* What is needed
What lines of the data below hold "reqwest"? Show them.

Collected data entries
---
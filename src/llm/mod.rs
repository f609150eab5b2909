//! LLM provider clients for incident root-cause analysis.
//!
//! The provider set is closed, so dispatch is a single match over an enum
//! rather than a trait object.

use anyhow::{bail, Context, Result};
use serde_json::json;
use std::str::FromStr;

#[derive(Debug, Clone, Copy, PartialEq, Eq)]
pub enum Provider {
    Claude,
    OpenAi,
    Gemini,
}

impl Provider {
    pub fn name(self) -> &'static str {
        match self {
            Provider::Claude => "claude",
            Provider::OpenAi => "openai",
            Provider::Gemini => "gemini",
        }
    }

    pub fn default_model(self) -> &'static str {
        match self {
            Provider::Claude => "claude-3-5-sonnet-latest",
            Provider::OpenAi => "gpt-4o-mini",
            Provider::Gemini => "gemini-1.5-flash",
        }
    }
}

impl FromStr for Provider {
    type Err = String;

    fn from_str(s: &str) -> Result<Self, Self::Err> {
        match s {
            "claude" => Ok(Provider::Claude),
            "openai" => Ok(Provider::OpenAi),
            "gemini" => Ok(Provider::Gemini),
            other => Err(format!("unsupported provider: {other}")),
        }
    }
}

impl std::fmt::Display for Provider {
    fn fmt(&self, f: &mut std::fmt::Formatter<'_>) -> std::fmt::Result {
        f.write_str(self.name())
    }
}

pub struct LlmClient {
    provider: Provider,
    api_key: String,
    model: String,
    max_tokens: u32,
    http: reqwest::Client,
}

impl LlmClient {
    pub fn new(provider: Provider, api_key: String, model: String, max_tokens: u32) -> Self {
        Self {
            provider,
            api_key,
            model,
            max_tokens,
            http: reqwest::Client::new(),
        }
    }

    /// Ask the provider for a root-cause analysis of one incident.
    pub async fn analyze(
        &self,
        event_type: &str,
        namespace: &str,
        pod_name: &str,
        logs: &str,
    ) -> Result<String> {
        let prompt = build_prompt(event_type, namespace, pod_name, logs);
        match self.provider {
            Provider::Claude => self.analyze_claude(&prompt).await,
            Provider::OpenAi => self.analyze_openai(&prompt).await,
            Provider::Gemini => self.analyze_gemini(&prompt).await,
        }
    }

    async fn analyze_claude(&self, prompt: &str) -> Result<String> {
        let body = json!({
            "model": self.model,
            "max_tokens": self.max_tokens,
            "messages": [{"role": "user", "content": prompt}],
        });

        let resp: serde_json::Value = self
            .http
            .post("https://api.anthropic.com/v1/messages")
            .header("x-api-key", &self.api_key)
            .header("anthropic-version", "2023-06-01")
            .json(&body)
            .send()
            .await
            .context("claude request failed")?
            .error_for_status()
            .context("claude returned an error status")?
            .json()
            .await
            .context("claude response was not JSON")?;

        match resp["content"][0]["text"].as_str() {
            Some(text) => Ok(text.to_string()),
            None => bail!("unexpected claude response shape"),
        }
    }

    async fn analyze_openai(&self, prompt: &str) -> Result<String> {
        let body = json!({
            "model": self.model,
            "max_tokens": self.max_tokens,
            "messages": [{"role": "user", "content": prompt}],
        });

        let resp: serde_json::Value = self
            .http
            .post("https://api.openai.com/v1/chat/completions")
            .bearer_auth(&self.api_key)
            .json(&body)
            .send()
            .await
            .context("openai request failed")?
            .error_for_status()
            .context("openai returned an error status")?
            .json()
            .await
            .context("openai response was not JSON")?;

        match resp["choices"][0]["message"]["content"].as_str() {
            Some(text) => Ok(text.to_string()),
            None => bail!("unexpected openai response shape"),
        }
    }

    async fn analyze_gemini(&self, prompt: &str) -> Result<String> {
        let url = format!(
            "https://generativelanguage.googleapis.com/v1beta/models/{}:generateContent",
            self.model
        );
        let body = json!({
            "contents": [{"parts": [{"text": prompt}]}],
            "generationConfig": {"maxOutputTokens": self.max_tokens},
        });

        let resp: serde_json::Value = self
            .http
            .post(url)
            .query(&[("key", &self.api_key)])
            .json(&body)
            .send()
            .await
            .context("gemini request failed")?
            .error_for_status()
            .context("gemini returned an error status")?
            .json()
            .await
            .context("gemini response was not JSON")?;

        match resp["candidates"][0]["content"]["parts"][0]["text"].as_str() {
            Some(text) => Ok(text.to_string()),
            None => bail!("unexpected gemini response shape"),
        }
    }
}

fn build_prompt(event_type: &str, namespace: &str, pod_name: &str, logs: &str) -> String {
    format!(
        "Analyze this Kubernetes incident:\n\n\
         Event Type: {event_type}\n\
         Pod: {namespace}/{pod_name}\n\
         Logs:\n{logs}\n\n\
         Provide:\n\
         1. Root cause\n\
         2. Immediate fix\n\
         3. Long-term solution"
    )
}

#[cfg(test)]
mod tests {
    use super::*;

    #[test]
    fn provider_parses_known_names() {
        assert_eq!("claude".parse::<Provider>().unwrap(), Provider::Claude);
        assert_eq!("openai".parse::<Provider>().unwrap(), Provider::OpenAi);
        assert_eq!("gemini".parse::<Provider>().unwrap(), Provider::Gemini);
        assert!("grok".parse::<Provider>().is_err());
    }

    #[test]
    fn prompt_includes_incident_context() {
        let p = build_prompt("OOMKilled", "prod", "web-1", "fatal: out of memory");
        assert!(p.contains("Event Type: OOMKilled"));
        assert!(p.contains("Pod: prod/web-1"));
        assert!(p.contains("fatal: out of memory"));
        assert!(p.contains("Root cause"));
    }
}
---
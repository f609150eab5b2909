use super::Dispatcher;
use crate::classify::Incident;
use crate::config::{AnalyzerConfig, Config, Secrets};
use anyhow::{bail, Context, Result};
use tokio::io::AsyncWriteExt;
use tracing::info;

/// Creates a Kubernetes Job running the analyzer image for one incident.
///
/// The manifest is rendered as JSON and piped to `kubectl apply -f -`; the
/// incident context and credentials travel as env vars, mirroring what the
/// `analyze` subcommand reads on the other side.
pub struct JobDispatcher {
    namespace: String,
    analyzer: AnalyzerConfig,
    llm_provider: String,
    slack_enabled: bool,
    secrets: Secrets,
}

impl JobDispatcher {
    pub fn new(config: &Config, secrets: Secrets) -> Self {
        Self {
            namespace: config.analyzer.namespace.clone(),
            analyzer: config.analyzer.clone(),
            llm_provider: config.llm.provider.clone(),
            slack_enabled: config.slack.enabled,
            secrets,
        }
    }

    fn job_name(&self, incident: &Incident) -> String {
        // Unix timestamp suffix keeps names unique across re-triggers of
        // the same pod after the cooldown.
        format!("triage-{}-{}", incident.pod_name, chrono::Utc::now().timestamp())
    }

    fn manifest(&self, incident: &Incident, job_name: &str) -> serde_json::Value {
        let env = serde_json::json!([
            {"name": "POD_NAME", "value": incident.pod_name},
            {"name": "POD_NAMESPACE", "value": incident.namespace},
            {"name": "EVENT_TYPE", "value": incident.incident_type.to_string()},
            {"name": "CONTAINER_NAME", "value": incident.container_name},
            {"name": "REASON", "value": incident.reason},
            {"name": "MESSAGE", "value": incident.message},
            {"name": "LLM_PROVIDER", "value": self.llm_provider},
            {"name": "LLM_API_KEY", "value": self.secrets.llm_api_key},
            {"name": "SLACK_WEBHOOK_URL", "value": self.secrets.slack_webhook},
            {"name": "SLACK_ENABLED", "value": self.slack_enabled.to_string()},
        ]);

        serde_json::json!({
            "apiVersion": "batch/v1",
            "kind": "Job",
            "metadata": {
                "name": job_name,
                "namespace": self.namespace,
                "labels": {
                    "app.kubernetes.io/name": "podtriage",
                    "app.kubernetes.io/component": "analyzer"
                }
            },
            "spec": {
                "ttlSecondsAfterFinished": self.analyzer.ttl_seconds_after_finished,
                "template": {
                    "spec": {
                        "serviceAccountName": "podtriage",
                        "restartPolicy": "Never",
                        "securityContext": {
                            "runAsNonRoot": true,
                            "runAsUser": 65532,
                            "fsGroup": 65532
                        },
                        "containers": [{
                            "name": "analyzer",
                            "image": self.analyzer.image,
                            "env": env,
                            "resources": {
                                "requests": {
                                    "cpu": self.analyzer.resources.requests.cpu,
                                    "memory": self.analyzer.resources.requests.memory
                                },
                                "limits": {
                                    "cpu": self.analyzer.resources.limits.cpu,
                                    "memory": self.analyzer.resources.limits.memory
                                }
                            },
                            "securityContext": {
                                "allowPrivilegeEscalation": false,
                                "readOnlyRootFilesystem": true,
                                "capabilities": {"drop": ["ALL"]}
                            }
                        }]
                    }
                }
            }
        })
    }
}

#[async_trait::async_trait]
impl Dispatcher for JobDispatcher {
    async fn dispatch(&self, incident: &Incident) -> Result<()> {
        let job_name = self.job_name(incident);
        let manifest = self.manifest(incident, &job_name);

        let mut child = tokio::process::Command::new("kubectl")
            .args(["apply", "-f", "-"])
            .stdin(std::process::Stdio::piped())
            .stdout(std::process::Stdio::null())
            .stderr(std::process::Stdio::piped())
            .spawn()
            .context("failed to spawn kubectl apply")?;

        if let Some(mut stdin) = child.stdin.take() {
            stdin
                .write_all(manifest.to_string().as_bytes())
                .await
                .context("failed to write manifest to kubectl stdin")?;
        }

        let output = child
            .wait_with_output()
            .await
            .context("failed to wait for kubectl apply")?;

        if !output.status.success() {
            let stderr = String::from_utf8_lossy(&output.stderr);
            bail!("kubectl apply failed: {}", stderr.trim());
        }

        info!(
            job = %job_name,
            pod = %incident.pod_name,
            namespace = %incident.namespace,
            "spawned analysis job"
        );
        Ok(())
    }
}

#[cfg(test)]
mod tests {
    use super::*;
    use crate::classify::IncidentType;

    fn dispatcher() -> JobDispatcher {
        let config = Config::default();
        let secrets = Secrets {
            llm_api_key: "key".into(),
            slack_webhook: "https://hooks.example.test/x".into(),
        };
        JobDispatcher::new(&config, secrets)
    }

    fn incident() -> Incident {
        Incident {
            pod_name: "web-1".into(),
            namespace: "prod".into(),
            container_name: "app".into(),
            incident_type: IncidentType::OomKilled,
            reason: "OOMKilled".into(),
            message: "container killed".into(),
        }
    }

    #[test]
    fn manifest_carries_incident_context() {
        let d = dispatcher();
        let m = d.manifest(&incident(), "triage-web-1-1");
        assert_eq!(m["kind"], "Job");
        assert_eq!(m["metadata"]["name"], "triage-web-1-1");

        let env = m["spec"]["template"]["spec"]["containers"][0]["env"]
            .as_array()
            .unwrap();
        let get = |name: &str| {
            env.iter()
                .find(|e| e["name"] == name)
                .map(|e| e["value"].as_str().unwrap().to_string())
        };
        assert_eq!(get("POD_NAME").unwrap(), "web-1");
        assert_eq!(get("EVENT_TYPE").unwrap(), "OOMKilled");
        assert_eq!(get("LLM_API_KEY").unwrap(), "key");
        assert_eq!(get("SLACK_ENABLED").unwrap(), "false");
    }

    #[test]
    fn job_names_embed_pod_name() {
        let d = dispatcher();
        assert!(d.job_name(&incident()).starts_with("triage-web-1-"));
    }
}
---
* Output of the task
    http: reqwest::Client,
            http: reqwest::Client::new(),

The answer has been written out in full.